All you need to know is this: it is both boring and historic that this year, all the #1 seeds made it to the Final Four. Boring, because... boring. Historic, because it's the first time it's ever happened. The best teams in America have a record of not beating the not-best teams in America, for this one month every spring. (And in the days leading up to it, which is why the FoxSports site, in listing the strengths and weaknesses of each team, listed conference champ Georgia's weakness as "playing basketball.")

March Madness isn't about who's better. It isn't about eliminating everybody except the one who comes out on top by means of reason, or logic, or decisions. There are no choices.

There is only basketball.

One game at a time.

And the knowledge that however things turn out, there's always next year.

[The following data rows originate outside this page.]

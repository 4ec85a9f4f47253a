// Copyright 2025 the Spatialq Authors
// SPDX-License-Identifier: Apache-2.0 OR MIT

//! Point tree: Morton-sorted particles with bounding-box node attributes.

use kurbo::{Point, Rect};
use spatialq::{FlatTree, ParticleTree, TreeKey, TreeShape};
use tracing::debug;

use crate::morton;

/// A bounding-volume hierarchy over 2D points.
///
/// Points are reordered along a Morton curve over their bounds, so nearby points
/// share subtrees. Each internal node stores the min corner (`Node0`) and max corner
/// (`Node1`) of the points below it. Query results refer to *sorted* particle indices;
/// use [`PointTree::original_index`] to map them back to input order.
#[derive(Clone)]
pub struct PointTree {
    tree: FlatTree<Point, Point, Point>,
    original: Vec<usize>,
    bounds: Option<Rect>,
}

impl PointTree {
    /// Build a tree over `points`.
    ///
    /// Coordinates are assumed finite. Points with equal Morton codes keep their input
    /// order.
    pub fn new(points: &[Point]) -> Self {
        debug_assert!(
            points.iter().all(|p| p.is_finite()),
            "point coordinates must be finite"
        );
        let bounds = points.split_first().map(|(first, rest)| {
            rest.iter()
                .fold(Rect::from_points(*first, *first), |r, p| r.union_pt(*p))
        });

        let mut original: Vec<usize> = (0..points.len()).collect();
        if let Some(bounds) = bounds {
            let codes: Vec<u32> = points.iter().map(|p| morton::code(*p, bounds)).collect();
            original.sort_by_key(|&i| (codes[i], i));
        }
        let sorted: Vec<Point> = original.iter().map(|&i| points[i]).collect();

        let tree: FlatTree<Point, Point, Point> = FlatTree::build(
            sorted,
            |p| (*p, *p),
            |(lmin, lmax), (rmin, rmax)| {
                (
                    Point::new(lmin.x.min(rmin.x), lmin.y.min(rmin.y)),
                    Point::new(lmax.x.max(rmax.x), lmax.y.max(rmax.y)),
                )
            },
        );
        let shape = tree.shape();
        debug!(
            num_particles = shape.num_particles(),
            effective_num_particles = shape.effective_num_particles(),
            effective_num_levels = shape.effective_num_levels(),
            "built point tree"
        );

        Self {
            tree,
            original,
            bounds,
        }
    }

    /// Number of points.
    pub fn len(&self) -> usize {
        self.tree.len()
    }

    /// Whether the tree holds no points.
    pub fn is_empty(&self) -> bool {
        self.tree.is_empty()
    }

    /// Bounds of all points, `None` for an empty tree.
    pub fn bounds(&self) -> Option<Rect> {
        self.bounds
    }

    /// Points in sorted (particle) order.
    pub fn points(&self) -> &[Point] {
        self.tree.particles()
    }

    /// Input position of sorted particle `index`.
    ///
    /// # Panics
    ///
    /// Panics if `index >= self.len()`.
    pub fn original_index(&self, index: usize) -> usize {
        self.original[index]
    }

    /// Bounding box of the internal node at `key`, if the node is used.
    pub fn node_bounds(&self, key: TreeKey) -> Option<Rect> {
        self.tree
            .node(key)
            .map(|(min, max)| Rect::from_points(*min, *max))
    }
}

impl ParticleTree for PointTree {
    type Particle = Point;
    type Node0 = Point;
    type Node1 = Point;

    fn particles(&self) -> &[Point] {
        self.tree.particles()
    }

    fn node_values0(&self) -> &[Point] {
        self.tree.node_values0()
    }

    fn node_values1(&self) -> &[Point] {
        self.tree.node_values1()
    }

    fn shape(&self) -> TreeShape {
        self.tree.shape()
    }
}

impl core::fmt::Debug for PointTree {
    fn fmt(&self, f: &mut core::fmt::Formatter<'_>) -> core::fmt::Result {
        f.debug_struct("PointTree")
            .field("len", &self.len())
            .field("bounds", &self.bounds)
            .field("tree", &self.tree)
            .finish_non_exhaustive()
    }
}

/// Squared distance from `p` to the box `[min, max]`; zero inside.
pub fn box_distance_squared(min: Point, max: Point, p: Point) -> f64 {
    let dx = (min.x - p.x).max(0.0).max(p.x - max.x);
    let dy = (min.y - p.y).max(0.0).max(p.y - max.y);
    dx * dx + dy * dy
}

/// Whether the box `[min, max]` overlaps `rect`, borders included.
pub fn box_overlaps(min: Point, max: Point, rect: Rect) -> bool {
    min.x <= rect.x1 && max.x >= rect.x0 && min.y <= rect.y1 && max.y >= rect.y0
}

/// Whether `p` lies in `rect`, borders included.
pub fn rect_contains_inclusive(rect: Rect, p: Point) -> bool {
    (rect.x0..=rect.x1).contains(&p.x) && (rect.y0..=rect.y1).contains(&p.y)
}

Jael is tired of being stereotyped as just another novelist/poet/former English teacher/tour guide/"Jeopardy!" semifinalist/bellydancing editor-in-chief with an MFA who was once an overachieving oboe-playing alto newspaper editor valedictorian from Iowa. She was also captain of the football cheerleading squad. Follow me on Twitter: @jaelmchenry

more about jael mchenry


can a hilltopper uproot a sycamore?
the strange universality of march madness
by jael mchenry
topic: sports
published: 4.3.01


jason gilmore
4.4.08 @ 11:06a

I'm still laughing that Fox Sports said that about Georgia. It's almost a consolation for how grossly I underestimated Memphis in my bracket.

russ carr
4.4.08 @ 11:24a

"There is only basketball."

And swearing. LOTS of swearing.

adam kraemer
4.4.08 @ 2:38p

I know this is slightly off-topic, but my favorite Philly sports radio moment in years occurred this past Thanksgiving weekend when the 6-5 Eagles were gearing up to play the Patriots. Listening to the radio guys try to stay positive was wonderful.

"Well, I think the Eagles can win if McNabb fully recovers from his injuries and they quickly draft new wide receivers. What they have to do is successfully blitz Brady on every single play and they've got a chance."

jeffrey walker
4.4.08 @ 3:47p

"One game at a time."

I mean, they do have like 4 games running simultaneously in the opening rounds. Just sayin'.

jael mchenry
4.4.08 @ 4:11p

Walker, I thought about that, but justified that each game is played individually, even if they overlap a lot in the first round.

That's definitely my favorite time of the tournament. Nonstop basketball! Never a dull moment! (Constant swearing!)